The switched model is compatible with the approach described by Terayon earlier in which set-tops are enabled to select an ad from among several streamed simultaneously to the box.

Delzio predicts cable operators will support up to 10 million cable homes with switched broadcast by the end of this year, and predicts that Time Warner will have migrated entirely to switched broadcast by the end of next year, at a fraction of the cost of adding bandwidth.

Putting ads on-demand
A parallel development in the TV ad market is the insertion of advertising in video-on-demand.

Today, ads are stored directly with specific VOD content. The problem is that VOD content can sit on a server for weeks (sometimes months) before getting refreshed or rotated, which means any accompanying ads have to be valid for at least that long. That rules against ads for imminent events, sales, or anything else that could go stale.

Advertisers want to decouple ads from VOD content, so that they can refresh ads more often, and do so in a more targeted manner.

One approach to ad VOD is to overlay interactive capability. Viewers might see a banner ad or be presented with a short version of a video ad. If viewers want more information, they can click on the ad, which triggers a VOD session, in which the server retrieves the requested content. The practice is commonly called telescoping.

Interactivity typically requires software on the set-top. The interactive approach is being championed by companies such as GoldPocket (now part of Tandberg TV) and Navic Networks.

Charter is using Navic's Addressable Advertising Service in Riverside, Calif. Charter is testing the technology not only for advertising, but also for polling, and other interactive functions.

The other approach is to use a decision manager. VOD programs are encoded with "bumpers"—spaces for ads at the beginning and end. When a subscriber orders a program, the decision manager tells the server which bumper ads to play. The server then retrieves the ads and the program and streams them to the subscriber. A program stream built this way is referred to as a playlist.

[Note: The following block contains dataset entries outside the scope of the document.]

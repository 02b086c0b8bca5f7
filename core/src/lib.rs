//! Blocking client for the rideem promo-code API.
//!
//! # Overview
//! Every API method on `Rideem` returns a `Task` instead of doing any I/O.
//! The caller decides where, when, and how it runs: `get` it immediately off
//! a latency-sensitive thread, keep it for later, or `spawn` it on the
//! client's worker pool and wait on the `TaskHandle`.
//!
//! # Design
//! - `Task::get` collapses failures into a default value; `Task::call` and
//!   `TaskHandle::wait` return them as `Error`.
//! - Tasks are never memoized. Each execution performs a fresh round trip.
//! - The `Transport` trait isolates the HTTP client; `round_trip` turns any
//!   I/O or parse failure into a status-500 `Response` instead of an error.
//! - The worker pool is created lazily, once per client, behind a mutex.
//!
//! ```no_run
//! use rideem::Rideem;
//!
//! let rideem = Rideem::new().with_key("app-secret");
//! let code = rideem.from("my-app").get();
//! if code.is_empty() {
//!     println!("no code, try again in {}s", code.delay);
//! }
//!
//! let pending = rideem.spawn(rideem.request("my-app"));
//! let count = pending.wait();
//! rideem.shutdown();
//! # let _ = count;
//! ```

pub mod client;
pub mod config;
pub mod error;
pub mod http;
pub mod pool;
pub mod task;
pub mod transport;
pub mod types;

pub use client::Rideem;
pub use config::ClientConfig;
pub use error::{Error, Result};
pub use http::{HttpMethod, HttpRequest, HttpResponse, Response};
pub use pool::{TaskHandle, WorkerPool};
pub use task::Task;
pub use transport::{round_trip, Transport, UreqTransport};
pub use types::{parse_count, Code};
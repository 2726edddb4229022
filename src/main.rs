use banadoctor::cli::{Args, build_config, execute, init_logging, open_client, validate_api_url};
use clap::Parser;
use tracing::{error, info};

#[tokio::main]
async fn main() {
    let args = Args::parse();

    init_logging(&args.log_format);

    let Some(api_url) = validate_api_url(&args.api_url) else {
        std::process::exit(1);
    };

    let config = build_config(api_url, args.store, args.timeout);

    let Some(session) = open_client(&config).await else {
        std::process::exit(1);
    };

    let state = session.load().await;
    info!(status = ?state.status(), "Session loaded");

    if let Err(e) = execute(&session, args.command).await {
        error!(error = %e, "Command failed");
        eprintln!("{}", e);
        std::process::exit(1);
    }
}
pub mod api;
pub mod cli;
pub mod db;
pub mod guard;
pub mod jwt;
pub mod routes;
pub mod session;

use std::sync::Arc;
use std::time::Duration;

use api::{ApiClient, ApiError};
use db::Database;
use guard::Navigator;
use session::SessionManager;
use url::Url;

pub use guard::{Location, Redirect, RouteGuard, evaluate};
pub use session::{LoginOutcome, RegistrationForm, SessionError, SessionState, User, UserRole};

pub struct ClientConfig {
    /// Backend API base, e.g. `https://api.banadoctor.com/api/v1/`
    pub api_url: Url,
    /// Path to the SQLite file holding the tokens, or `:memory:`
    pub store_path: String,
    /// Timeout applied to every backend call
    pub request_timeout: Duration,
}

/// Open the token store and build a session manager.
///
/// The session starts out `Initializing`; call [`SessionManager::load`] to
/// restore it from stored tokens.
pub async fn open_session(
    config: &ClientConfig,
    navigator: Arc<dyn Navigator>,
) -> Result<SessionManager, ApiError> {
    let db = Database::open(&config.store_path).await?;
    let client = ApiClient::new(config.api_url.clone(), config.request_timeout, db.tokens())?;
    Ok(SessionManager::new(client, navigator))
}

An advertiser can associate specific ads with specific content—always send the latest ad for beer with this film, for example. But the decision rules could be set to depend on the demographic character of the subscriber—send the traditional lager ad if the viewer of this film fits one demographic profile; send the ad for the microbrew if the viewer fits the other demographic profile.

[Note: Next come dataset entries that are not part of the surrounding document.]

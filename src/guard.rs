//! Route guard: keeps the current location consistent with the session.
//!
//! [`evaluate`] is a pure decision over the session state and a location.
//! [`RouteGuard`] re-runs it whenever either changes and hands redirects to a
//! [`Navigator`].

use std::sync::Arc;

use tokio::sync::watch;
use tracing::{debug, info};
use url::form_urlencoded;

use crate::routes::{
    activation_location, is_protected, is_public_only, landing_for, login_for, path_of,
    required_role,
};
use crate::session::SessionState;

/// Something that can move the user to another location.
pub trait Navigator: Send + Sync {
    fn navigate(&self, location: &str);
}

/// Where the guard sends the user.
#[derive(Debug, Clone, PartialEq, Eq)]
pub struct Redirect {
    pub target: String,
    /// Location that was blocked, so login can return to it.
    pub from: Option<String>,
}

impl Redirect {
    fn to(target: impl Into<String>) -> Self {
        Self {
            target: target.into(),
            from: None,
        }
    }

    /// Full location including the `from` return path.
    pub fn location(&self) -> String {
        match &self.from {
            Some(from) => {
                let query: String = form_urlencoded::Serializer::new(String::new())
                    .append_pair("from", from)
                    .finish();
                format!("{}?{}", self.target, query)
            }
            None => self.target.clone(),
        }
    }
}

/// Decide whether `location` is acceptable for `state`.
pub fn evaluate(state: &SessionState, location: &str) -> Option<Redirect> {
    match state {
        SessionState::Initializing => None,
        SessionState::Authenticated(user) => {
            let landing = landing_for(user.role);
            if is_public_only(location) {
                return Some(Redirect::to(landing));
            }
            match required_role(location) {
                Some(role) if role != user.role => Some(Redirect::to(landing)),
                _ => None,
            }
        }
        SessionState::Unauthenticated => is_protected(location).then(|| Redirect {
            target: login_for(location).to_string(),
            from: Some(location.to_string()),
        }),
        SessionState::PendingVerification { email } => {
            is_protected(location).then(|| Redirect::to(activation_location(email)))
        }
    }
}

/// Current location, observable by the guard.
#[derive(Clone)]
pub struct Location {
    tx: Arc<watch::Sender<String>>,
}

impl Location {
    pub fn new(initial: impl Into<String>) -> Self {
        let (tx, _rx) = watch::channel(initial.into());
        Self { tx: Arc::new(tx) }
    }

    pub fn current(&self) -> String {
        self.tx.borrow().clone()
    }

    pub fn subscribe(&self) -> watch::Receiver<String> {
        self.tx.subscribe()
    }
}

impl Navigator for Location {
    fn navigate(&self, location: &str) {
        self.tx.send_if_modified(|current| {
            if current == location {
                false
            } else {
                *current = location.to_string();
                true
            }
        });
    }
}

pub struct RouteGuard {
    navigator: Arc<dyn Navigator>,
}

impl RouteGuard {
    pub fn new(navigator: Arc<dyn Navigator>) -> Self {
        Self { navigator }
    }

    /// Re-evaluate on every session or location change until either channel closes.
    pub async fn run(
        self,
        mut states: watch::Receiver<SessionState>,
        mut locations: watch::Receiver<String>,
    ) {
        loop {
            let state = states.borrow_and_update().clone();
            let location = locations.borrow_and_update().clone();
            self.apply(&state, &location);

            tokio::select! {
                changed = states.changed() => {
                    if changed.is_err() {
                        break;
                    }
                }
                changed = locations.changed() => {
                    if changed.is_err() {
                        break;
                    }
                }
            }
        }
        debug!("Route guard stopped");
    }

    /// Run the guard on a background task.
    pub fn spawn(
        self,
        states: watch::Receiver<SessionState>,
        locations: watch::Receiver<String>,
    ) -> tokio::task::JoinHandle<()> {
        tokio::spawn(self.run(states, locations))
    }

    fn apply(&self, state: &SessionState, location: &str) {
        let Some(redirect) = evaluate(state, location) else {
            return;
        };
        let target = redirect.location();
        if path_of(&target) == path_of(location) {
            return;
        }
        info!(from = %location, to = %target, "Redirecting");
        self.navigator.navigate(&target);
    }
}
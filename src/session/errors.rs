//! Session error types.

use reqwest::StatusCode;

use super::types::UserRole;
use crate::api::ApiError;

/// Fallback shown when a login rejection carries no usable message.
pub const DEFAULT_LOGIN_ERROR: &str =
    "Invalid credentials. Please check your email and password and try again.";

/// Errors surfaced by session operations.
#[derive(Debug, thiserror::Error)]
pub enum SessionError {
    /// The backend refused the credentials or the submitted fields.
    #[error("{message}")]
    Rejected { status: StatusCode, message: String },
    /// The account exists but the email address has not been verified.
    #[error("{message}")]
    EmailNotVerified { email: String, message: String },
    /// The form failed client-side checks and was not submitted.
    #[error(transparent)]
    Invalid(#[from] ValidationError),
    #[error(transparent)]
    Api(#[from] ApiError),
}

impl SessionError {
    /// Email to carry into the activation flow, if this error calls for it.
    pub fn activation_email(&self) -> Option<&str> {
        match self {
            SessionError::EmailNotVerified { email, .. } => Some(email),
            _ => None,
        }
    }
}

/// Client-side form validation failures.
#[derive(Debug, Clone, PartialEq, Eq, thiserror::Error)]
pub enum ValidationError {
    #[error("The {0} field is required")]
    Required(&'static str),
    #[error("The email address is not valid")]
    InvalidEmail,
    #[error("The password must contain at least {0} characters")]
    PasswordTooShort(usize),
    #[error("The passwords do not match")]
    PasswordMismatch,
    #[error("The terms of use must be accepted")]
    TermsNotAccepted,
    #[error("Cannot register with the {} role", .0.as_str())]
    RoleNotAllowed(UserRole),
}
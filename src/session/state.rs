//! Session state and its transitions.
//!
//! The state lives in a `watch` channel so views and the route guard can react
//! to changes. Only the named transitions below mutate it.

use std::sync::Arc;

use tokio::sync::watch;
use tracing::debug;

use super::types::{User, UserRole};

/// Where the session currently stands.
#[derive(Debug, Clone, PartialEq, Eq)]
pub enum SessionState {
    /// The startup load has not resolved yet.
    Initializing,
    Unauthenticated,
    /// The backend reported the account as unverified.
    PendingVerification { email: String },
    Authenticated(User),
}

/// Discriminant of [`SessionState`] without the payload.
#[derive(Debug, Clone, Copy, PartialEq, Eq)]
pub enum SessionStatus {
    Initializing,
    Unauthenticated,
    PendingVerification,
    Authenticated,
}

impl SessionState {
    pub fn status(&self) -> SessionStatus {
        match self {
            SessionState::Initializing => SessionStatus::Initializing,
            SessionState::Unauthenticated => SessionStatus::Unauthenticated,
            SessionState::PendingVerification { .. } => SessionStatus::PendingVerification,
            SessionState::Authenticated(_) => SessionStatus::Authenticated,
        }
    }

    pub fn user(&self) -> Option<&User> {
        match self {
            SessionState::Authenticated(user) => Some(user),
            _ => None,
        }
    }

    pub fn role(&self) -> Option<UserRole> {
        self.user().map(|user| user.role)
    }

    pub fn is_authenticated(&self) -> bool {
        matches!(self, SessionState::Authenticated(_))
    }
}

/// Shared handle on the session state.
#[derive(Clone)]
pub struct SessionSignal {
    tx: Arc<watch::Sender<SessionState>>,
}

impl Default for SessionSignal {
    fn default() -> Self {
        Self::new()
    }
}

impl SessionSignal {
    pub fn new() -> Self {
        let (tx, _rx) = watch::channel(SessionState::Initializing);
        Self { tx: Arc::new(tx) }
    }

    pub fn subscribe(&self) -> watch::Receiver<SessionState> {
        self.tx.subscribe()
    }

    pub fn current(&self) -> SessionState {
        self.tx.borrow().clone()
    }

    pub(crate) fn authenticate(&self, user: User) {
        debug!(user_id = user.id, role = user.role.as_str(), "Session authenticated");
        self.tx.send_replace(SessionState::Authenticated(user));
    }

    pub(crate) fn await_verification(&self, email: &str) {
        debug!(email = %email, "Session waiting for email verification");
        self.tx.send_replace(SessionState::PendingVerification {
            email: email.to_string(),
        });
    }

    pub(crate) fn sign_out(&self) {
        let previous = self.tx.send_replace(SessionState::Unauthenticated);
        if previous != SessionState::Unauthenticated {
            debug!(from = ?previous.status(), "Session signed out");
        }
    }
}
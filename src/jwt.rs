//! Access token inspection.
//!
//! Tokens are opaque to the client except for one thing: the `exp` claim is
//! read at startup so a stale session can be dropped without a network round
//! trip. The signature is not verified here; the backend remains the only
//! authority on whether a token is accepted.

use std::time::{SystemTime, UNIX_EPOCH};

use jsonwebtoken::{DecodingKey, Validation};
use serde::Deserialize;

#[derive(Debug, Deserialize)]
struct ExpiryClaims {
    exp: u64,
}

/// Errors that can occur while inspecting a token.
#[derive(Debug, thiserror::Error)]
pub enum JwtError {
    #[error("Failed to decode token: {0}")]
    Decoding(#[from] jsonwebtoken::errors::Error),
    #[error("System time error")]
    TimeError,
}

/// Read the expiry (Unix seconds) embedded in an access token.
pub fn access_expiry(token: &str) -> Result<u64, JwtError> {
    let mut validation = Validation::default();
    validation.insecure_disable_signature_validation();
    validation.validate_exp = false;
    validation.validate_aud = false;
    validation.set_required_spec_claims(&["exp"]);

    let data = jsonwebtoken::decode::<ExpiryClaims>(
        token,
        &DecodingKey::from_secret(&[]),
        &validation,
    )?;
    Ok(data.claims.exp)
}

/// Whether the token's expiry is at or before `now` (Unix seconds).
pub fn is_expired_at(token: &str, now: u64) -> Result<bool, JwtError> {
    Ok(access_expiry(token)? <= now)
}

/// Whether the token is already expired according to the system clock.
pub fn is_expired(token: &str) -> Result<bool, JwtError> {
    is_expired_at(token, now_secs()?)
}

pub fn now_secs() -> Result<u64, JwtError> {
    SystemTime::now()
        .duration_since(UNIX_EPOCH)
        .map(|d| d.as_secs())
        .map_err(|_| JwtError::TimeError)
}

It appears that Comcast will be the first MSO to roll out ad VOD across its entire digital footprint (about 9 million homes) starting in June. The capability will initially be available in only three less prominent VOD networks (SuccessTV, Music Spy Videos and DriverTV), but the experience will be instructive for all involved. Comcast is using Tandberg Television's AdPoint system.

Additional storage might be required for this approach, and bandwidth usage has to be managed carefully, but can be implemented in software with existing VOD servers.

Atlas on Demand—which honed its ad-delivering skills on the Web—is one company providing software that can provide rapid decision-making for ad VOD. Atlas SVP and GM Scott Ferris says the company's software works on VOD servers from any vendor, including those from C-COR Inc., Concurrent Computer Corp., and SeaChange International.

With Atlas, C-COR notes, it can provide verification in spades. "I can tell if someone watched an ad, fast-forwarded through, skipped it, or paused it," explains John Boland, C-COR's VP of market development.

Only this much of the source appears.